Qu’est-ce qui a rendu possible une telle mobilisation des salariés ? « Il faut déjà être combatif rien que pour faire appliquer la loi dans l’entreprise. Il faut faire un grand collectif pour se battre. Au début, les gens n’acceptaient pas de se rassembler. Il a fallu 15 ans de luttes pour s’organiser. On était syndiqués à 5 % au début, 50 % en 73, 70 % à la fin. En 1973, on avait avancé terriblement. Le collectif était en place. Nous étions à « 90-10 » : 90 % pour le collectif et 10 % pour les réunions avec la direction et l’étude des dossiers » .

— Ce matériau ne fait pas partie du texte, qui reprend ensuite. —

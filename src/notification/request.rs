//! Notification request creation.

use objc2::rc::Retained;
use objc2_foundation::NSString;
use objc2_user_notifications::{UNMutableNotificationContent, UNNotificationRequest};

/// Request identifier derived from a numeric notification identity.
///
/// Posting a request with an identifier already on screen replaces it.
#[must_use]
pub fn request_identifier(id: i32) -> String {
    format!("wakeup-alarm-{id}")
}

#[must_use]
pub fn create_notification_request(
    id: i32,
    content: &UNMutableNotificationContent,
) -> Retained<UNNotificationRequest> {
    let identifier = NSString::from_str(&request_identifier(id));

    UNNotificationRequest::requestWithIdentifier_content_trigger(&identifier, content, None)
}
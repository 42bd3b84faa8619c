//! Notification content construction.

use objc2::rc::Retained;
use objc2_foundation::NSString;
use objc2_user_notifications::{UNMutableNotificationContent, UNNotificationInterruptionLevel};

use super::actions::category_ids;
use super::AlarmNotification;

/// Builder for constructing notification content.
pub struct NotificationContentBuilder {
    content: Retained<UNMutableNotificationContent>,
}

impl NotificationContentBuilder {
    #[must_use]
    pub fn new() -> Self {
        let content = unsafe { UNMutableNotificationContent::new() };
        Self { content }
    }

    #[must_use]
    pub fn title(self, title: &str) -> Self {
        let title = NSString::from_str(title);
        unsafe {
            self.content.setTitle(&title);
        }
        self
    }

    #[must_use]
    pub fn body(self, body: &str) -> Self {
        let body = NSString::from_str(body);
        unsafe {
            self.content.setBody(&body);
        }
        self
    }

    /// Sets the category identifier for action buttons.
    #[must_use]
    pub fn category_identifier(self, category_id: &str) -> Self {
        let category_id = NSString::from_str(category_id);
        unsafe {
            self.content.setCategoryIdentifier(&category_id);
        }
        self
    }

    /// Lets the notification break through Focus modes.
    #[must_use]
    pub fn time_sensitive(self) -> Self {
        unsafe {
            self.content
                .setInterruptionLevel(UNNotificationInterruptionLevel::TimeSensitive);
        }
        self
    }

    #[must_use]
    pub fn build(self) -> Retained<UNMutableNotificationContent> {
        self.content
    }
}

impl Default for NotificationContentBuilder {
    fn default() -> Self {
        Self::new()
    }
}

/// Creates native content for the ringing notification.
///
/// No notification sound is attached: the alarm audio comes from the
/// session's own player.
#[must_use]
pub fn create_alarm_content(notification: &AlarmNotification) -> Retained<UNMutableNotificationContent> {
    let builder = NotificationContentBuilder::new()
        .title(&notification.title)
        .body(&notification.body)
        .category_identifier(category_ids::ALARM);

    if notification.bypass_dnd {
        builder.time_sensitive().build()
    } else {
        builder.build()
    }
}
// ============================================================================
// Tests
// ============================================================================


#[cfg(test)]
mod tests {
    use super::harness::CoreHarness;
    use super::*;
    use crate::notification::action_ids;
    use crate::scheduler::callback_token;
    use crate::screen::AlarmScreen;
    use crate::session::WakeLock;
    use crate::types::{now_millis, AlarmEvent};

    fn fire(h: &mut CoreHarness, id: &str) -> FiredState {
        let alarm = h
            .timers
            .fire(callback_token(id))
            .expect("alarm should be registered");
        h.core.on_fired(alarm)
    }

    // ------------------------------------------------------------------------
    // Scheduling Tests
    // ------------------------------------------------------------------------

    mod scheduling_tests {
        use super::*;

        #[test]
        fn test_schedule_and_cancel() {
            let h = CoreHarness::new();
            let at = now_millis() + 60_000;

            let outcome = h.core.schedule_alarm("a1", at, "", "Wake").unwrap();
            assert!(outcome.is_exact());
            assert!(h.core.gateway().is_scheduled(&AlarmId::new("a1")));

            assert!(h.core.cancel_alarm("a1"));
            assert!(!h.core.gateway().is_scheduled(&AlarmId::new("a1")));
            assert!(h.timers.registration(callback_token("a1")).is_none());
        }

        #[test]
        fn test_schedule_without_exact_permission() {
            let h = CoreHarness::new();
            h.timers.set_exact_allowed(false);

            let outcome = h.core.schedule_alarm("a1", 1_000, "", "").unwrap();
            assert!(!outcome.is_exact());
            assert!(outcome.permission_denied());
        }

        #[test]
        fn test_empty_id_becomes_default() {
            let h = CoreHarness::new();
            h.core.schedule_alarm("", 1_000, "", "").unwrap();
            assert!(h.core.gateway().is_scheduled(&AlarmId::default()));
        }

        #[test]
        fn test_cancel_all() {
            let h = CoreHarness::new();
            h.core.schedule_alarm("a1", 1_000, "", "").unwrap();
            h.core.schedule_alarm("b2", 2_000, "", "").unwrap();

            assert_eq!(h.core.cancel_all_alarms(), 2);
            assert!(h.core.gateway().pending().is_empty());
        }
    }

    // ------------------------------------------------------------------------
    // Ringing Tests
    // ------------------------------------------------------------------------

    mod ringing_tests {
        use super::*;

        #[test]
        fn test_fire_rings() {
            let mut h = CoreHarness::new();
            h.core.schedule_alarm("a1", 1_000, "", "Wake").unwrap();

            assert_eq!(fire(&mut h, "a1"), FiredState::Ringing);
            assert!(h.core.session().is_active());
            assert!(h.wake_lock.is_held());
            assert!(h.screen.is_visible());
            assert!(h.core.gateway().pending().is_empty());
        }

        #[test]
        fn test_start_immediate() {
            let mut h = CoreHarness::new();
            let id = h.core.start_immediate_alarm("", "", "Now").unwrap();

            assert_eq!(id, AlarmId::default());
            assert_eq!(h.core.fired_state(), FiredState::Ringing);
        }

        #[test]
        fn test_shutdown_releases_without_event() {
            let mut h = CoreHarness::new();
            h.core.start_immediate_alarm("a1", "", "").unwrap();
            let seq = h.core.last_event_seq();

            h.core.shutdown();
            assert!(!h.core.session().is_active());
            assert!(!h.wake_lock.is_held());
            assert_eq!(h.core.last_event_seq(), seq);
        }

        #[test]
        fn test_start_immediate_rejected() {
            let mut h = CoreHarness::new();
            h.notifier.set_reject_foreground(true);

            let result = h.core.start_immediate_alarm("a1", "", "");
            assert!(matches!(result, Err(CoreError::RingFailed(_))));
            assert!(h.notifier.visible().is_some());
        }
    }

    // ------------------------------------------------------------------------
    // Action Tests
    // ------------------------------------------------------------------------

    mod action_tests {
        use super::*;

        #[test]
        fn test_stop_without_session_is_noop() {
            let mut h = CoreHarness::new();
            let outcome = h.core.stop_current_alarm().unwrap();

            assert_eq!(
                outcome,
                ActionOutcome::Stopped {
                    alarm_id: AlarmId::default(),
                    was_ringing: false
                }
            );
            assert_eq!(h.core.last_event_seq(), 0);
            assert_eq!(h.audio.release_count(), 0);
        }

        #[test]
        fn test_stop_ringing_alarm() {
            let mut h = CoreHarness::new();
            h.core.start_immediate_alarm("a1", "", "").unwrap();

            let outcome = h.core.stop_current_alarm().unwrap();
            assert!(matches!(
                outcome,
                ActionOutcome::Stopped {
                    was_ringing: true,
                    ..
                }
            ));
            assert!(!h.core.session().is_active());
            assert!(!h.wake_lock.is_held());
            assert_eq!(h.core.fired_state(), FiredState::Idle);
            assert_eq!(
                h.core.events_since(0).last().map(|r| r.event.clone()),
                Some(AlarmEvent::Stopped {
                    alarm_id: AlarmId::new("a1")
                })
            );
        }

        #[test]
        fn test_fire_then_snooze() {
            let mut h = CoreHarness::new();
            h.core.schedule_alarm("a1", 1_000, "song.mp3", "Wake").unwrap();
            fire(&mut h, "a1");
            let before = now_millis();

            let outcome = h.core.snooze_current_alarm().unwrap();
            let ActionOutcome::Snoozed {
                snooze_id,
                next_fire_time,
                delay_minutes,
                ..
            } = outcome
            else {
                panic!("expected snooze");
            };

            assert!(!h.core.session().is_active());
            assert_eq!(delay_minutes, 5);
            assert_eq!(snooze_id.base(), AlarmId::new("a1"));
            assert!(next_fire_time >= before + 5 * 60_000);
            assert!(h.core.gateway().is_scheduled(&snooze_id));
            assert_eq!(h.core.fired_state(), FiredState::Idle);
        }

        #[test]
        fn test_snooze_without_session() {
            let mut h = CoreHarness::new();
            assert!(matches!(
                h.core.snooze_current_alarm(),
                Err(CoreError::NotRinging)
            ));
        }

        #[test]
        fn test_notification_button_uses_session() {
            let mut h = CoreHarness::new();
            h.core.start_immediate_alarm("a1", "song.mp3", "").unwrap();

            let outcome = h
                .core
                .handle_action(action_ids::SNOOZE, ActionExtras::default())
                .unwrap();
            assert!(matches!(
                outcome,
                ActionOutcome::Snoozed { alarm_id, .. } if alarm_id == AlarmId::new("a1")
            ));
        }

        #[test]
        fn test_unknown_action() {
            let mut h = CoreHarness::new();
            let result = h.core.handle_action("PAUSE", ActionExtras::default());
            assert!(matches!(result, Err(CoreError::UnknownAction(_))));
        }

        #[test]
        fn test_snooze_failure_surfaces() {
            let mut h = CoreHarness::new();
            h.core.start_immediate_alarm("a1", "", "").unwrap();
            h.timers.set_fail_exact(true);
            h.timers.set_fail_inexact(true);

            let result = h.core.snooze_current_alarm();
            assert!(matches!(result, Err(CoreError::Schedule(_))));
            assert!(!h.core.session().is_active());
            assert_eq!(h.core.fired_state(), FiredState::Idle);
        }
    }

    // ------------------------------------------------------------------------
    // Platform Tests
    // ------------------------------------------------------------------------

    mod platform_tests {
        use super::*;

        #[test]
        fn test_check_permissions() {
            let h = CoreHarness::new();
            let status = h.core.check_permissions();

            assert!(status.can_schedule_exact_timers);
            assert!(status.notifications_enabled);
            assert!(!status.battery_unrestricted);
            assert!(!status.all_granted);
            assert!(status.oem_instructions.starts_with("Xiaomi"));
        }

        #[test]
        fn test_open_settings() {
            let h = CoreHarness::new();
            h.core.request_battery_exemption().unwrap();
            h.core.request_exact_timer_permission().unwrap();
            h.core.open_app_settings().unwrap();

            assert_eq!(
                h.settings.opened(),
                vec![
                    SettingsSurface::Battery,
                    SettingsSurface::ExactTimer,
                    SettingsSurface::App
                ]
            );
        }

        #[test]
        fn test_status() {
            let mut h = CoreHarness::new();
            h.core.schedule_alarm("b2", 9_000, "", "").unwrap();
            h.core.start_immediate_alarm("a1", "", "").unwrap();

            let data = h.core.status();
            assert_eq!(data.dispatcher.as_deref(), Some("ringing"));
            assert_eq!(data.session.unwrap().alarm_id, AlarmId::new("a1"));
            assert_eq!(data.pending.unwrap().len(), 1);
        }
    }
}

Quelle était la place des femmes dans le conflit ? « On s’est battu pour favoriser les OS femmes, obtenir des augmentations. Quand on parle des autres à leur place, on ne sait pas. Il faut les faire parler. On a poussé pour que les femmes prennent des responsabilités, pour qu’elles parlent en leur nom. Dans les familles, c’était un problème. A partir de 1968, on a vu apparaître deux noms sur les boîtes à lettres quand on distribuait des tracts. La BD montre bien le type de famille de l’époque. Quand on a parlé d’autogestion, il a fallu passer à l’acte dans nos familles. On ne l’avait pas prévu, pas demandé » .
Quels modes d’action pourraient voir le jour maintenant ?« Les nouveaux modes ? On les découvre au cours des assemblées. Il faut gagner les esprits ! Une idée a surgi de la discussion un jour, par morceaux : le serpentin. Il s’agissait de convaincre les gens un à un. De 200 au départ, on s’est retrouvé à 75 %. On a bloqué l’atelier d’expédition, créant ainsi un rapport de forces beaucoup plus important » .
Avec Damien Vidal, Charles Piaget a évoqué ses souvenirs.« Le dessin, ce n’était pas dans le style syndical. Mais on a appris la force du dessin… Heureusement que ce n’est pas nous qui faisons les films et la BD qui seraient chiants. Là, on accroche, on vit beaucoup plus intensément comment on résout les problèmes. Chacun son métier ! » .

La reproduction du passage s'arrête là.